Un occhio attento probabilmente si accorgerebbe subito della truffa, come d’altronde un palato allenato riconoscerebbe al primo assaggio una mozzarella di bassa qualità. Ma che succede con chi non è abituato alla qualità della produzione italiana? Si renderebbe conto dell’enorme differenza che c’è tra un Botticelli e un qualsiasi altro quadro, o tra una mozzarella napoletana e una sua scadente emulazione? I dati purtroppo forniscono una risposta che parla chiaro: ad oggi, sostiene Ettore Prandini, direttore di Coldiretti, circa il 70% dei prodotti internazionalmente divulgati e venduti come italiani non lo sono.
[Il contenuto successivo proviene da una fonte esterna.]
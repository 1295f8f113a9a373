//! # zipsession
//!
//! Session-based read/write access to ZIP archives.
//!
//! An [`Archive`] is one open session over one archive file. Entries can be
//! listed, looked up by name or index, streamed back (optionally decrypting
//! them), added, renamed and removed, and each entry can be given its own
//! compression and encryption method. Modifications are staged and written
//! in one pass when the session is [closed](Archive::close); a session can
//! instead be [discarded](Archive::discard), leaving the file untouched.
//!
//! A session is `Send + Sync` and every method takes `&self`, so several
//! threads can stream entries of the same archive at once.
//!
//! ## Quick Start
//!
//! ### Creating an Archive
//!
//! ```rust,no_run
//! use zipsession::{Archive, CompressionMethod, OpenFlags, Result};
//!
//! fn main() -> Result<()> {
//!     let archive = Archive::open("new.zip", OpenFlags::CREATE)?;
//!
//!     // Add data from memory and from disk
//!     archive.add_bytes("hello.txt", b"Hello, World!")?;
//!     let index = archive.add_file("big.log", "big.log", 0, None)?;
//!     archive.set_compression_method(index, CompressionMethod::Deflate, 9)?;
//!     archive.add_directory("empty")?;
//!
//!     // Nothing is written before close
//!     archive.close()?;
//!     Ok(())
//! }
//! ```
//!
//! ### Reading Entries
//!
//! ```rust,no_run
//! use std::io::Read;
//! use zipsession::{Archive, OpenFlags, Result};
//!
//! fn main() -> Result<()> {
//!     let archive = Archive::open("new.zip", OpenFlags::READ_ONLY)?;
//!     for entry in archive.entries() {
//!         let entry = entry?;
//!         println!("{}: {} bytes", entry.name(), entry.size());
//!     }
//!
//!     if let Some(entry) = archive.entry("hello.txt")? {
//!         let mut text = String::new();
//!         archive.input_stream(&entry, None)?.read_to_string(&mut text)?;
//!         println!("{}", text);
//!     }
//!     archive.close()?;
//!     Ok(())
//! }
//! ```
//!
//! ### Encrypted Entries
//!
//! ```rust,ignore
//! # #[cfg(feature = "aes")]
//! use zipsession::{Archive, EncryptionMethod, OpenFlags, Password, Result};
//!
//! # #[cfg(feature = "aes")]
//! fn main() -> Result<()> {
//!     let archive = Archive::open("secret.zip", OpenFlags::CREATE)?;
//!     let index = archive.add_bytes("secret.txt", b"Secret data")?;
//!     archive.set_encryption_method(
//!         index,
//!         EncryptionMethod::Aes256,
//!         Some(&Password::new("correct horse")),
//!     )?;
//!     archive.close()?;
//!     Ok(())
//! }
//! # #[cfg(not(feature = "aes"))]
//! # fn main() {}
//! ```
//!
//! A missing or wrong password is detected on the first read of a stream
//! and reported as [`Error::WrongPassword`].
//!
//! ## Feature Flags
//!
//! | Feature | Default | Description |
//! |---------|---------|-------------|
//! | `deflate` | Yes | Deflate compression |
//! | `bzip2` | Yes | BZip2 compression |
//! | `aes` | Yes | WinZip AES-128/192/256 encryption |
//! | `cli` | No | Command-line interface tool |
//!
//! Stored entries and traditional PKWARE decryption are always available.
//!
//! ## Entry Names
//!
//! Names are encoded with the session's [`NameCodec`](codec::NameCodec),
//! UTF-8 by default. Archives written by legacy tools often use a local code
//! page instead:
//!
//! ```rust,no_run
//! use zipsession::{Archive, OpenFlags, OpenOptions};
//!
//! let options = OpenOptions::new()
//!     .flags(OpenFlags::READ_ONLY)
//!     .charset("GBK")?;
//! let archive = Archive::open_with("legacy.zip", options)?;
//! # Ok::<(), zipsession::Error>(())
//! ```
//!
//! ## Error Handling
//!
//! All operations return [`Result<T>`], an alias for
//! `std::result::Result<T, Error>`:
//!
//! ```rust,no_run
//! use zipsession::{Archive, Error, OpenFlags};
//!
//! fn open_archive(path: &str) -> zipsession::Result<()> {
//!     match Archive::open(path, OpenFlags::empty()) {
//!         Ok(archive) => {
//!             println!("Opened archive with {} entries", archive.len()?);
//!             archive.close()
//!         }
//!         Err(Error::Open { reason, .. }) => {
//!             eprintln!("Cannot open {}: {}", path, reason);
//!             Ok(())
//!         }
//!         Err(e) => Err(e),
//!     }
//! }
//! # fn main() {}
//! ```
//!
//! ## Minimum Supported Rust Version (MSRV)
//!
//! This crate requires **Rust 1.85** or later.

#![cfg_attr(docsrs, feature(doc_cfg))]
#![warn(missing_docs)]
#![warn(rust_2018_idioms)]
#![deny(unsafe_code)]

pub mod archive;
pub mod codec;
pub mod engine;
pub mod entry;
pub mod error;
pub mod method;
pub mod options;
pub mod password;
pub mod progress;
pub mod timestamp;
pub mod validate;

pub use archive::{Archive, ArchiveState, Entries, EntryStream};
pub use codec::{EncodingCodec, NameCodec, Utf8Codec};
pub use entry::Entry;
pub use error::{Error, OpenFailure, PasswordDetectionMethod, Result};
pub use method::{CompressionMethod, EncryptionMethod};
pub use options::{OpenFlags, OpenOptions};
pub use password::Password;
pub use progress::{AtomicProgress, NoProgress, ProgressListener, progress_fn};
pub use timestamp::Timestamp;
E ciò è motivo di grossa perdita monetaria per l’Italia e per le sue rinomate aziende: il mercato del falso Made in Italy vale circa 100 miliardi di euro.
Grazie alla certificazione del marchio tuttavia sia i produttori sia i compratori possono distinguere con assoluta certezza il frutto dell’accurato lavoro italiano dalle sue imitazioni: il marchio olografico anticontraffazione e l’etichetta con numerazione progressiva sono solo alcuni degli elementi da poter facilmente controllare sulla merce 100% made in Italy, utili per risalire con sicurezza all’azienda produttrice.
Bisogna però evidenziare che, per quanto la tutela del Made in Italy abbia visibilmente favorito la crescita degli introiti economici per le aziende della Penisola, non si può propriamente dire che abbia un preciso valore: il 100% Made in Italy non è un marchio registrato, ed è perciò impossibile calcolarne il rilievo economico.
Se però si considera che, nonostante la competizione internazionale all’interno del mercato globale, i prodotti italiani sono quasi sempre al primo posto per esclusività e ricercatezza, si ha nuovamente la prova del fatto che tutelare l’autenticità della produzione italiana non è solo una forma di rivalsa sulle sue imitazioni low quality, ma anche un’enorme necessità economica dell’intero Paese.